O contágio da pobreza
O relato prolonga-se por vários parágrafos em que descreve as lutas em que esteve envolvido. Há pormenores que merecem ser sublinhados. São pequenas notas referentes ao quotidiano dos Cristãos, uma pequena comunidade religiosa que tem sofrido humilhações e violência perante o silêncio cúmplice do mundo. Diz o Pe. Emmanuel que, em muitos lugares onde costumava ir, “os nossos fiéis não podiam [sequer] tocar em copos ou outros utensílios alimentares utilizados pela comunidade dominante”. Absolutamente terrível. Os Cristãos a serem olhados como seres inferiores, impróprios, como se transportassem uma doença, como se a pobreza fosse contagiosa.
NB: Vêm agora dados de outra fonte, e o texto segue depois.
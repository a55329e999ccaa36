//! Processor - worker loop のライフサイクル管理
//!
//! Idle -> Running -> ShutDown. A processor that has been stopped cannot be
//! started again; build a new one instead.

use std::sync::{Arc, Mutex, MutexGuard, PoisonError};
use std::time::Duration;

use serde::{Deserialize, Serialize};
use tokio::sync::watch;
use tokio::task::JoinHandle;
use tokio::time::Instant;

use super::worker_loop::{InFlightSlot, WorkerContext, WorkerLoop};
use crate::domain::TaskId;
use crate::queue::DispatchQueue;

#[derive(Debug, Clone, Copy, PartialEq, Eq, Serialize, Deserialize)]
#[serde(rename_all = "snake_case")]
pub enum RunState {
    /// Never started.
    Idle,
    Running,
    /// Stopped for good.
    ShutDown,
}

#[derive(Debug, Clone, Copy, PartialEq, Eq)]
pub enum StartOutcome {
    Started { workers: usize },
    AlreadyRunning,
    /// The processor was stopped earlier and cannot be restarted.
    ShutDown,
    /// `start()` was called outside a Tokio runtime.
    NoRuntime,
}

#[derive(Debug, Clone, PartialEq, Eq)]
pub enum StopOutcome {
    /// Workers were signalled and joined; `aborted` of them had to be
    /// terminated after the grace period. `abandoned` lists the tasks those
    /// workers were delivering.
    Stopped {
        aborted: usize,
        abandoned: Vec<TaskId>,
    },
    NotRunning,
}

/// Worker group handle.
/// - `shutdown_tx` に true を送るとワーカー全体が止まる
/// - join handle で全ワーカーの終了を待つ
/// - in-flight slot で abort されたワーカーのタスクを拾う
struct WorkerGroup {
    shutdown_tx: watch::Sender<bool>,
    workers: Vec<(JoinHandle<()>, InFlightSlot)>,
}

impl WorkerGroup {
    /// Spawn `n` workers.
    fn spawn(n: usize, ctx: &Arc<WorkerContext>) -> Self {
        let (shutdown_tx, shutdown_rx) = watch::channel(false);

        let workers = (0..n)
            .map(|worker_id| {
                let worker = WorkerLoop::new(worker_id, Arc::clone(ctx), shutdown_rx.clone());
                let slot = worker.in_flight();
                (tokio::spawn(worker.run()), slot)
            })
            .collect();

        Self {
            shutdown_tx,
            workers,
        }
    }

    /// Signal every worker, wait up to `grace`, abort whatever is left.
    /// Tasks held by aborted workers are reported through `ctx.abandon`.
    async fn shutdown_and_join(self, grace: Duration, ctx: &WorkerContext) -> (usize, Vec<TaskId>) {
        // ignore send error: receivers may already be dropped
        let _ = self.shutdown_tx.send(true);

        let deadline = Instant::now() + grace;
        let mut aborted = 0;
        let mut abandoned = Vec::new();
        for (mut join, slot) in self.workers {
            match tokio::time::timeout_at(deadline, &mut join).await {
                Ok(Ok(())) => {}
                Ok(Err(err)) => tracing::warn!(error = %err, "worker task panicked"),
                Err(_) => {
                    join.abort();
                    // wait for the abort to land so nothing keeps running
                    let _ = join.await;
                    aborted += 1;
                }
            }
            if let Some(task) = slot.take() {
                abandoned.extend(task.id().cloned());
                ctx.abandon(task, "worker aborted after shutdown grace period");
            }
        }
        (aborted, abandoned)
    }
}

enum Lifecycle {
    Idle,
    Running(WorkerGroup),
    ShutDown,
}

impl Lifecycle {
    fn run_state(&self) -> RunState {
        match self {
            Lifecycle::Idle => RunState::Idle,
            Lifecycle::Running(_) => RunState::Running,
            Lifecycle::ShutDown => RunState::ShutDown,
        }
    }
}

pub struct Processor {
    ctx: Arc<WorkerContext>,
    workers: usize,
    shutdown_grace: Duration,
    lifecycle: Mutex<Lifecycle>,
}

impl Processor {
    pub fn new(ctx: Arc<WorkerContext>, workers: usize, shutdown_grace: Duration) -> Self {
        Self {
            ctx,
            workers: workers.max(1),
            shutdown_grace,
            lifecycle: Mutex::new(Lifecycle::Idle),
        }
    }

    fn lifecycle(&self) -> MutexGuard<'_, Lifecycle> {
        self.lifecycle.lock().unwrap_or_else(PoisonError::into_inner)
    }

    pub fn workers(&self) -> usize {
        self.workers
    }

    pub fn run_state(&self) -> RunState {
        self.lifecycle().run_state()
    }

    pub fn is_running(&self) -> bool {
        self.run_state() == RunState::Running
    }

    /// Spawn the worker loops. Must be called from within a Tokio runtime.
    pub fn start(&self) -> StartOutcome {
        let mut lifecycle = self.lifecycle();
        match lifecycle.run_state() {
            RunState::Running => {
                tracing::warn!("processor is already running");
                StartOutcome::AlreadyRunning
            }
            RunState::ShutDown => {
                tracing::warn!("processor has been shut down and cannot be restarted");
                StartOutcome::ShutDown
            }
            RunState::Idle => {
                if tokio::runtime::Handle::try_current().is_err() {
                    tracing::warn!("processor start requested outside a Tokio runtime");
                    return StartOutcome::NoRuntime;
                }
                *lifecycle = Lifecycle::Running(WorkerGroup::spawn(self.workers, &self.ctx));
                tracing::info!(
                    workers = self.workers,
                    poll_interval_ms = self.ctx.poll_interval.as_millis() as u64,
                    max_retries = self.ctx.retry_policy.max_retries,
                    "processor started"
                );
                StartOutcome::Started {
                    workers: self.workers,
                }
            }
        }
    }

    /// Signal the workers, wait for in-flight deliveries up to the grace
    /// period, then abort. Pending tasks stay on the queue untouched.
    pub async fn stop(&self) -> StopOutcome {
        let group = {
            let mut lifecycle = self.lifecycle();
            match std::mem::replace(&mut *lifecycle, Lifecycle::ShutDown) {
                Lifecycle::Running(group) => group,
                previous => {
                    *lifecycle = previous;
                    tracing::warn!("processor is not running");
                    return StopOutcome::NotRunning;
                }
            }
        };

        let (aborted, abandoned) = group.shutdown_and_join(self.shutdown_grace, &self.ctx).await;
        if aborted > 0 {
            tracing::warn!(
                aborted,
                abandoned = abandoned.len(),
                grace_ms = self.shutdown_grace.as_millis() as u64,
                "processor forced to shut down after grace period"
            );
        }
        tracing::info!(pending = self.ctx.queue.len(), "processor stopped");
        StopOutcome::Stopped { aborted, abandoned }
    }
}

#[cfg(test)]
mod tests {
    use std::sync::atomic::{AtomicUsize, Ordering};

    use async_trait::async_trait;
    use tokio::sync::Notify;

    use super::*;
    use crate::app::worker_loop::tests::{ScriptedDeliverer, task};
    use crate::domain::{DeliveryError, Task};
    use crate::impls::RecordingEventSink;
    use crate::observability::DeliveryStats;
    use crate::ports::Deliverer;
    use crate::queue::{DispatchQueue, InMemoryDispatchQueue, RetryPolicy, TaskStatus};

    /// Blocks every delivery until released.
    #[derive(Default)]
    struct GatedDeliverer {
        entered: Notify,
        release: Notify,
    }

    #[async_trait]
    impl Deliverer for GatedDeliverer {
        async fn deliver(&self, _task: &Task) -> Result<(), DeliveryError> {
            self.entered.notify_one();
            self.release.notified().await;
            Ok(())
        }
    }

    /// Tracks how many deliveries run at the same time.
    #[derive(Default)]
    struct PeakTrackingDeliverer {
        current: AtomicUsize,
        peak: AtomicUsize,
    }

    #[async_trait]
    impl Deliverer for PeakTrackingDeliverer {
        async fn deliver(&self, _task: &Task) -> Result<(), DeliveryError> {
            let now = self.current.fetch_add(1, Ordering::SeqCst) + 1;
            self.peak.fetch_max(now, Ordering::SeqCst);
            tokio::time::sleep(Duration::from_millis(10)).await;
            self.current.fetch_sub(1, Ordering::SeqCst);
            Ok(())
        }
    }

    fn processor_with(
        deliverer: Arc<dyn Deliverer>,
        workers: usize,
        grace: Duration,
    ) -> (Processor, Arc<InMemoryDispatchQueue>, Arc<RecordingEventSink>) {
        let queue = Arc::new(InMemoryDispatchQueue::unbounded());
        let events = Arc::new(RecordingEventSink::new());
        let ctx = Arc::new(WorkerContext {
            queue: queue.clone(),
            deliverer,
            retry_policy: RetryPolicy::new(3),
            poll_interval: Duration::from_millis(5),
            stats: Arc::new(DeliveryStats::new()),
            events: events.clone(),
        });
        (Processor::new(ctx, workers, grace), queue, events)
    }

    #[tokio::test]
    async fn start_twice_keeps_one_worker_group() {
        let (processor, _queue, _events) =
            processor_with(Arc::new(ScriptedDeliverer::default()), 1, Duration::from_secs(1));

        assert_eq!(processor.start(), StartOutcome::Started { workers: 1 });
        assert_eq!(processor.start(), StartOutcome::AlreadyRunning);
        assert_eq!(processor.run_state(), RunState::Running);

        assert_eq!(processor.stop().await, StopOutcome::Stopped { aborted: 0, abandoned: vec![] });
    }

    #[tokio::test]
    async fn second_start_adds_no_concurrent_worker() {
        let deliverer = Arc::new(PeakTrackingDeliverer::default());
        let (processor, queue, events) =
            processor_with(deliverer.clone(), 1, Duration::from_secs(1));
        for n in 0..6 {
            queue.enqueue(task(&format!("c{n}"))).unwrap();
        }

        processor.start();
        processor.start();
        for _ in 0..200 {
            if events.sent().len() == 6 {
                break;
            }
            tokio::time::sleep(Duration::from_millis(5)).await;
        }
        processor.stop().await;

        assert_eq!(events.sent().len(), 6);
        assert_eq!(deliverer.peak.load(Ordering::SeqCst), 1);
    }

    #[tokio::test]
    async fn stop_twice_is_a_warning_no_op() {
        let (processor, _queue, _events) =
            processor_with(Arc::new(ScriptedDeliverer::default()), 2, Duration::from_secs(1));
        processor.start();

        assert_eq!(processor.stop().await, StopOutcome::Stopped { aborted: 0, abandoned: vec![] });
        assert_eq!(processor.stop().await, StopOutcome::NotRunning);
        assert_eq!(processor.run_state(), RunState::ShutDown);
    }

    #[tokio::test]
    async fn stopped_processor_cannot_restart() {
        let (processor, _queue, _events) =
            processor_with(Arc::new(ScriptedDeliverer::default()), 1, Duration::from_secs(1));
        processor.start();
        processor.stop().await;

        assert_eq!(processor.start(), StartOutcome::ShutDown);
        assert!(!processor.is_running());
    }

    #[tokio::test]
    async fn stop_before_start_leaves_processor_startable() {
        let (processor, _queue, _events) =
            processor_with(Arc::new(ScriptedDeliverer::default()), 1, Duration::from_secs(1));

        assert_eq!(processor.stop().await, StopOutcome::NotRunning);
        assert_eq!(processor.run_state(), RunState::Idle);
        assert_eq!(processor.start(), StartOutcome::Started { workers: 1 });
        processor.stop().await;
    }

    #[test]
    fn start_outside_runtime_is_refused() {
        let (processor, _queue, _events) =
            processor_with(Arc::new(ScriptedDeliverer::default()), 1, Duration::from_secs(1));
        assert_eq!(processor.start(), StartOutcome::NoRuntime);
        assert_eq!(processor.run_state(), RunState::Idle);
    }

    #[tokio::test]
    async fn stop_lets_in_flight_task_finish_and_leaves_backlog_pending() {
        let deliverer = Arc::new(GatedDeliverer::default());
        let (processor, queue, events) =
            processor_with(deliverer.clone(), 1, Duration::from_secs(5));
        let processor = Arc::new(processor);

        queue.enqueue(task("gate")).unwrap();
        for n in 0..5 {
            queue.enqueue(task(&format!("pending-{n}"))).unwrap();
        }
        processor.start();
        deliverer.entered.notified().await;

        let stopping = tokio::spawn({
            let processor = Arc::clone(&processor);
            async move { processor.stop().await }
        });
        // give stop() time to send the signal before the gate opens
        tokio::time::sleep(Duration::from_millis(20)).await;
        deliverer.release.notify_one();

        let outcome = stopping.await.unwrap();
        assert_eq!(outcome, StopOutcome::Stopped { aborted: 0, abandoned: vec![] });

        assert_eq!(events.sent().len(), 1);
        let pending = queue.snapshot();
        assert_eq!(pending.len(), 5);
        assert!(pending.iter().all(|t| t.status() == TaskStatus::Pending));
    }

    #[tokio::test]
    async fn stop_aborts_delivery_that_outlives_grace_period() {
        let deliverer = Arc::new(GatedDeliverer::default());
        let (processor, queue, events) =
            processor_with(deliverer.clone(), 1, Duration::from_millis(50));

        queue.enqueue(task("stuck")).unwrap();
        processor.start();
        deliverer.entered.notified().await;

        let outcome = processor.stop().await;

        assert_eq!(
            outcome,
            StopOutcome::Stopped {
                aborted: 1,
                abandoned: vec![TaskId::new("stuck")]
            }
        );
        assert!(events.sent().is_empty());
        let abandoned = events.abandoned();
        assert_eq!(abandoned.len(), 1);
        assert_eq!(abandoned[0].status(), TaskStatus::Failed);
        assert_eq!(processor.run_state(), RunState::ShutDown);
    }
}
Entre as histórias que conta, o Pe. Emmanuel Yousaf recorda as raparigas cristãs que são sistematicamente roubadas às suas famílias. É um drama imenso que continua escondido no Paquistão. A Fundação AIS tem procurado denunciá-lo também ao mundo. Mas o mundo parece preferir fingir que não sabe, que não escuta os lamentos destas famílias, destas raparigas que por vezes são apenas crianças… “São crianças que, apesar de serem menores, são raptadas, forçadas a converter-se e a casar, e que também sofrem violações e outros abusos. A situação destas raparigas demonstra que viver como uma minoria religiosa no Paquistão está a tornar-se cada vez mais um problema.”
A história de Salamat
O Pe. Emmanuel conta-nos ainda uma história que revela em toda a sua tragédia como pode ser dramática a vida dos Cristãos no Paquistão. É a história de Salamat Masih e dos seus dois tios. Salamat, de apenas 12 anos de idade, foi acusado de escrever comentários blasfemos sobre o Profeta Maomé. Os dois tios também foram acusados. O miúdo nem sabia ler nem escrever. Isso, no entanto, para as multidões em fúria, vale pouco. Os três foram acusados de blasfémia. Como muitas vezes acontece nestes casos, houve uma tentativa de assassinato. Quiseram fazer “justiça” pelas próprias mãos. Os três foram alvejados. Um dos tios morreu, o outro ficou ferido, assim como Salamat. “Trabalhei incessantemente com o advogado da família para anular a sentença e acabámos por ser bem-sucedidos. Infelizmente, o juiz que os absolveu foi também assassinado a sangue-frio pelos extremistas…” Esta história, dramática e triste, é, infelizmente comum no Paquistão, um dos países mais perigosos do mundo para os Cristãos. O Pe. Emmanuel Yousaf agradece, no texto que escreveu para o Relatório sobre a Liberdade Religiosa, o trabalho e a dedicação da Fundação AIS. Na verdade, nós é que temos uma dívida de gratidão para com ele, para com o Pe. Emmanuel, que é, de facto, um homem invulgar!